→ Task to carry out: Reproduce, without any change, the span of lines from the opening of the records below to the line containing "session_token.session_token_hash and hand", inclusive.

→ Excerpted records:
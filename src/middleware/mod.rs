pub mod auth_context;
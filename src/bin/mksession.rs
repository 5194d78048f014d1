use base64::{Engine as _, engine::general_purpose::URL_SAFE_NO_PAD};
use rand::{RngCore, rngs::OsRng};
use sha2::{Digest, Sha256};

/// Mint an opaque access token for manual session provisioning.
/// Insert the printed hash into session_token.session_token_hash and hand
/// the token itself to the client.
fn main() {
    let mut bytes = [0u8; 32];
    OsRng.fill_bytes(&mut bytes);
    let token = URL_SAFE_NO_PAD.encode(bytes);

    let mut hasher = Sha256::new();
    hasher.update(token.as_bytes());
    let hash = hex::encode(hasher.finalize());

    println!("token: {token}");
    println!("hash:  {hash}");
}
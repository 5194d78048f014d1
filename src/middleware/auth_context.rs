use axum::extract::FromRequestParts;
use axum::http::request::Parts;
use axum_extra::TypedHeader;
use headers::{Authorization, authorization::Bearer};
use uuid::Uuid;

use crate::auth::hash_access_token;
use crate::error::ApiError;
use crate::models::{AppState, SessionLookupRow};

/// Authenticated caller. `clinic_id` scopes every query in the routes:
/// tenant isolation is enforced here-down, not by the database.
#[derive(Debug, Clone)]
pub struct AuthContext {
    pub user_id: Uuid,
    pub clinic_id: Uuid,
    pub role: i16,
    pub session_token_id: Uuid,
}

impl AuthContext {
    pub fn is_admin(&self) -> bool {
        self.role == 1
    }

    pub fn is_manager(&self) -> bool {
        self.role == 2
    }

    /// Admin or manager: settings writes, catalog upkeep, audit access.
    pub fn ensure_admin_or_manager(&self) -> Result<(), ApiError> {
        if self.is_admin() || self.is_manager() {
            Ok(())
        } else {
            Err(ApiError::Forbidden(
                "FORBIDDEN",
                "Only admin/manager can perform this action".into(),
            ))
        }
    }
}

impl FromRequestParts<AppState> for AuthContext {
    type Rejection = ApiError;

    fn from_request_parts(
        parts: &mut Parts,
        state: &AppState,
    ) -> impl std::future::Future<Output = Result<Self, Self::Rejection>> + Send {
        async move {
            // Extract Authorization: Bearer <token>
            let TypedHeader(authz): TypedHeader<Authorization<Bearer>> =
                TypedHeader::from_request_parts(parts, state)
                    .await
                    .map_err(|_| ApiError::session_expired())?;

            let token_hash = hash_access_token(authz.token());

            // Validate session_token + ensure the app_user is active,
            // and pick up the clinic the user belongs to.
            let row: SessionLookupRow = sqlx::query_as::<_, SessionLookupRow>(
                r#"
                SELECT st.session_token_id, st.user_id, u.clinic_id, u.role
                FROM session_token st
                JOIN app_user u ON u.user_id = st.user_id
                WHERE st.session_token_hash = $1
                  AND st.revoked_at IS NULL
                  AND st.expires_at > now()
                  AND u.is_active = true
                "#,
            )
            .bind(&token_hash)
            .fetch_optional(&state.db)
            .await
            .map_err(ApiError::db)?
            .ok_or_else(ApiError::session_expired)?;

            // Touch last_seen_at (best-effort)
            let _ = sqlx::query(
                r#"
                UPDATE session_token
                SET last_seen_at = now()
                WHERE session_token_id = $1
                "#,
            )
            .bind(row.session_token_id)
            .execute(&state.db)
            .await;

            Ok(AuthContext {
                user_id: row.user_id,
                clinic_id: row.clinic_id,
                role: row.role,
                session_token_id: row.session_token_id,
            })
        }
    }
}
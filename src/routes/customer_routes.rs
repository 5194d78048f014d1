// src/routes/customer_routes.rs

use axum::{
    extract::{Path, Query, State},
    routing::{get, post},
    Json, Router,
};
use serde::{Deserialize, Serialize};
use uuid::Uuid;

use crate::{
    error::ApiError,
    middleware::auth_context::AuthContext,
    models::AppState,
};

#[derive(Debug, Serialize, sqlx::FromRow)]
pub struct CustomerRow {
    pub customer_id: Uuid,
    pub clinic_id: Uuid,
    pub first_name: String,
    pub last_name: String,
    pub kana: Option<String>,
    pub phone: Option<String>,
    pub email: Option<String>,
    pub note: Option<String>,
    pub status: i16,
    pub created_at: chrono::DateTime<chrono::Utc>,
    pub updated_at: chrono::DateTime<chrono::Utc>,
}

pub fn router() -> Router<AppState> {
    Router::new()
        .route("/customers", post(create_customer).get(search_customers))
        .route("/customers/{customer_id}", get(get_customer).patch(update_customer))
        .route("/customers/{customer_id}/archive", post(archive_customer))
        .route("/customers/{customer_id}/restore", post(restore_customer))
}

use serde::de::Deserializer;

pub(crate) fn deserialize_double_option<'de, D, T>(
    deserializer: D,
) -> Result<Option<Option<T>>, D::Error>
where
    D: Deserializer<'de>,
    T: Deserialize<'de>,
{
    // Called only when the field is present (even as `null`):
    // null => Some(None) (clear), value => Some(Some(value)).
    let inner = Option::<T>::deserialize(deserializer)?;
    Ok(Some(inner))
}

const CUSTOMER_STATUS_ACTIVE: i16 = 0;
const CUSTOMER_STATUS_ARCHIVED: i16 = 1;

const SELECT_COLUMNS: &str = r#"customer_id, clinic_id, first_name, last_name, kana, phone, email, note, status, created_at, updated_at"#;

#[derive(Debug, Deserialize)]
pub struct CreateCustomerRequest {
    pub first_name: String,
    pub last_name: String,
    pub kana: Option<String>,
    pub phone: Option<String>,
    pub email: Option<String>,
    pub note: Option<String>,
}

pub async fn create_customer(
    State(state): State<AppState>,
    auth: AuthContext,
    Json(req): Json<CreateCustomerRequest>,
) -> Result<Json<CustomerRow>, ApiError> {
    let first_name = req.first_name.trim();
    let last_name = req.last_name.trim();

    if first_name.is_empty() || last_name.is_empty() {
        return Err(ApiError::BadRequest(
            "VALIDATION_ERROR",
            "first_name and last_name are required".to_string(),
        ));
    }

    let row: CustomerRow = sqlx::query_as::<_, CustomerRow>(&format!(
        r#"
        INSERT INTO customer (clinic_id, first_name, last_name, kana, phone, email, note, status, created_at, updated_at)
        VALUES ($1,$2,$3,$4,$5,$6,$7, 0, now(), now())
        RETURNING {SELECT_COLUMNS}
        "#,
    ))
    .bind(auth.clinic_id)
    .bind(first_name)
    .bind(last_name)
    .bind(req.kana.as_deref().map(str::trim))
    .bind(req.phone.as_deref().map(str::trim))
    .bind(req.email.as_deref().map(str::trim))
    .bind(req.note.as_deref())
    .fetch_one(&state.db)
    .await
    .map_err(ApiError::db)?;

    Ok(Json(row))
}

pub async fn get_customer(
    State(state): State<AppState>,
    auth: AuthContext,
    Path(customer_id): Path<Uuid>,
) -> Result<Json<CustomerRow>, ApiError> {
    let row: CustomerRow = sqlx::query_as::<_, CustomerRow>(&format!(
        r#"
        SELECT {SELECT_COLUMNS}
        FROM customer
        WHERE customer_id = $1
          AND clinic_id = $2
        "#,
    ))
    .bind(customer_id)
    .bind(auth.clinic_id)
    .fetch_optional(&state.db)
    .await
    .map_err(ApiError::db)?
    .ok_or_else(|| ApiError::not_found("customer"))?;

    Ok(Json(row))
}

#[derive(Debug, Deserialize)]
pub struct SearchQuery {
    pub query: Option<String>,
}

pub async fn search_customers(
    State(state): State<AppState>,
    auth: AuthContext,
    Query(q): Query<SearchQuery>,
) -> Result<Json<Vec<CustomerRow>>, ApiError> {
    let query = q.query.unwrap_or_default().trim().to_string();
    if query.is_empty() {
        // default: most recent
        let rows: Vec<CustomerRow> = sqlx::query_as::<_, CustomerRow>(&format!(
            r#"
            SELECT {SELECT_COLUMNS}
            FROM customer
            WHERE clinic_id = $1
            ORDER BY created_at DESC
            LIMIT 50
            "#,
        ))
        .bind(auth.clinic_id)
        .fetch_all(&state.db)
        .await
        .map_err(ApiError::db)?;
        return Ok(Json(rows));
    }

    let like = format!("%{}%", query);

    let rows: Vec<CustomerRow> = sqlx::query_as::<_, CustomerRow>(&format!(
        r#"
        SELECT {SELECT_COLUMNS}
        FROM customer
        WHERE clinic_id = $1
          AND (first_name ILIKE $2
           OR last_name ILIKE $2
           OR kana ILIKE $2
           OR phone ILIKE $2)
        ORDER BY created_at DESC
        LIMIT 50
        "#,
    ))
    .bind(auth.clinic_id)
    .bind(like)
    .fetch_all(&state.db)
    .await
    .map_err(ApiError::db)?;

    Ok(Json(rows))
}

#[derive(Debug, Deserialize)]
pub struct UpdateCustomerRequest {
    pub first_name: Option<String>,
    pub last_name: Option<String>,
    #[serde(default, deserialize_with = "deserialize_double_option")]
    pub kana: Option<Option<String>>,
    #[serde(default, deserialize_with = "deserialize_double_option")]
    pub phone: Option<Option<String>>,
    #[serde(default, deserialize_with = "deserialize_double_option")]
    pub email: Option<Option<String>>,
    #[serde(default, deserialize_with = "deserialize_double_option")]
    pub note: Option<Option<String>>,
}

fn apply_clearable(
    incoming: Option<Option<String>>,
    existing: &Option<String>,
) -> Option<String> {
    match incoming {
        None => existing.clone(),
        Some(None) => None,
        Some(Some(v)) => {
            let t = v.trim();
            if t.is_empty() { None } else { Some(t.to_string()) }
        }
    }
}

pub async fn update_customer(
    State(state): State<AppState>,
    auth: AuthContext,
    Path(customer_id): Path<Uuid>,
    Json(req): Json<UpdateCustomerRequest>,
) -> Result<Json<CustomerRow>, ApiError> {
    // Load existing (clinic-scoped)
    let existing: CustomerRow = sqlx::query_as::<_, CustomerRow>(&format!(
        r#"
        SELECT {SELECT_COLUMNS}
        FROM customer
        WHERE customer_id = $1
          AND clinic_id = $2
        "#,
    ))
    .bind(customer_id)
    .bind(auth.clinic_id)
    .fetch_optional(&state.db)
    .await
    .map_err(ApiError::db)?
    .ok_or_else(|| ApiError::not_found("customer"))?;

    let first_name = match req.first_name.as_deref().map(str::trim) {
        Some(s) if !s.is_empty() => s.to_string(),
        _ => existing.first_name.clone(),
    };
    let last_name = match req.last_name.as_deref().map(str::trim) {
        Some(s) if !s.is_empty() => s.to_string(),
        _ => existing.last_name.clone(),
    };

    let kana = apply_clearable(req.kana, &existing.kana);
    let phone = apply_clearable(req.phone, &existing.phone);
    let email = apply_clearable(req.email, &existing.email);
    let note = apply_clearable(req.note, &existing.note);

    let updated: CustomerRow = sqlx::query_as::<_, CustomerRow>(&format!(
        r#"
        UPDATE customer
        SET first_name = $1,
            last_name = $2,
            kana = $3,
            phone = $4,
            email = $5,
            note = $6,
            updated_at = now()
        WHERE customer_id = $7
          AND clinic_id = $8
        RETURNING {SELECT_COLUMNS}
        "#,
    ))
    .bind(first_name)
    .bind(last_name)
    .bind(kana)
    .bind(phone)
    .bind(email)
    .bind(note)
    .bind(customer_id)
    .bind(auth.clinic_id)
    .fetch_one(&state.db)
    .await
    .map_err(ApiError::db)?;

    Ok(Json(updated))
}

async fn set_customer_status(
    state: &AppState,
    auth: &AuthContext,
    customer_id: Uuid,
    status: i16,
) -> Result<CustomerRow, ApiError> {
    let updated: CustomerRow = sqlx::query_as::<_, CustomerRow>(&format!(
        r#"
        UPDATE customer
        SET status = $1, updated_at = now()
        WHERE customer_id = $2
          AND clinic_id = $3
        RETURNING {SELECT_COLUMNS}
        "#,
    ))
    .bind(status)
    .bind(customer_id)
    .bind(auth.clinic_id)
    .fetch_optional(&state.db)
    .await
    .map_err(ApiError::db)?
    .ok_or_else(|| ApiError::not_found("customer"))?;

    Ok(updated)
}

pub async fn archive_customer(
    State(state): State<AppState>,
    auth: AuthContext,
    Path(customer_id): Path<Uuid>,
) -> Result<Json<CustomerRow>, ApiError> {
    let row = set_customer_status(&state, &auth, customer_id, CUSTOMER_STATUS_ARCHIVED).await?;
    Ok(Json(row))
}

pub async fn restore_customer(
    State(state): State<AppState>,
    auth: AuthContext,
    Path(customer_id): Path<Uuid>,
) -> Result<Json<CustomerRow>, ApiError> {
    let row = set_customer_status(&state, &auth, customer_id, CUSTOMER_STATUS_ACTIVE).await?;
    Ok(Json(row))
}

→ Exercise answer:
filename src/middleware/mod.rs
pub mod auth_context;
filename src/bin/mksession.rs
repository 5194d78048f014d1
use base64::{Engine as _, engine::general_purpose::URL_SAFE_NO_PAD};
use rand::{RngCore, rngs::OsRng};
use sha2::{Digest, Sha256};

/// Mint an opaque access token for manual session provisioning.
/// Insert the printed hash into session_token.session_token_hash and hand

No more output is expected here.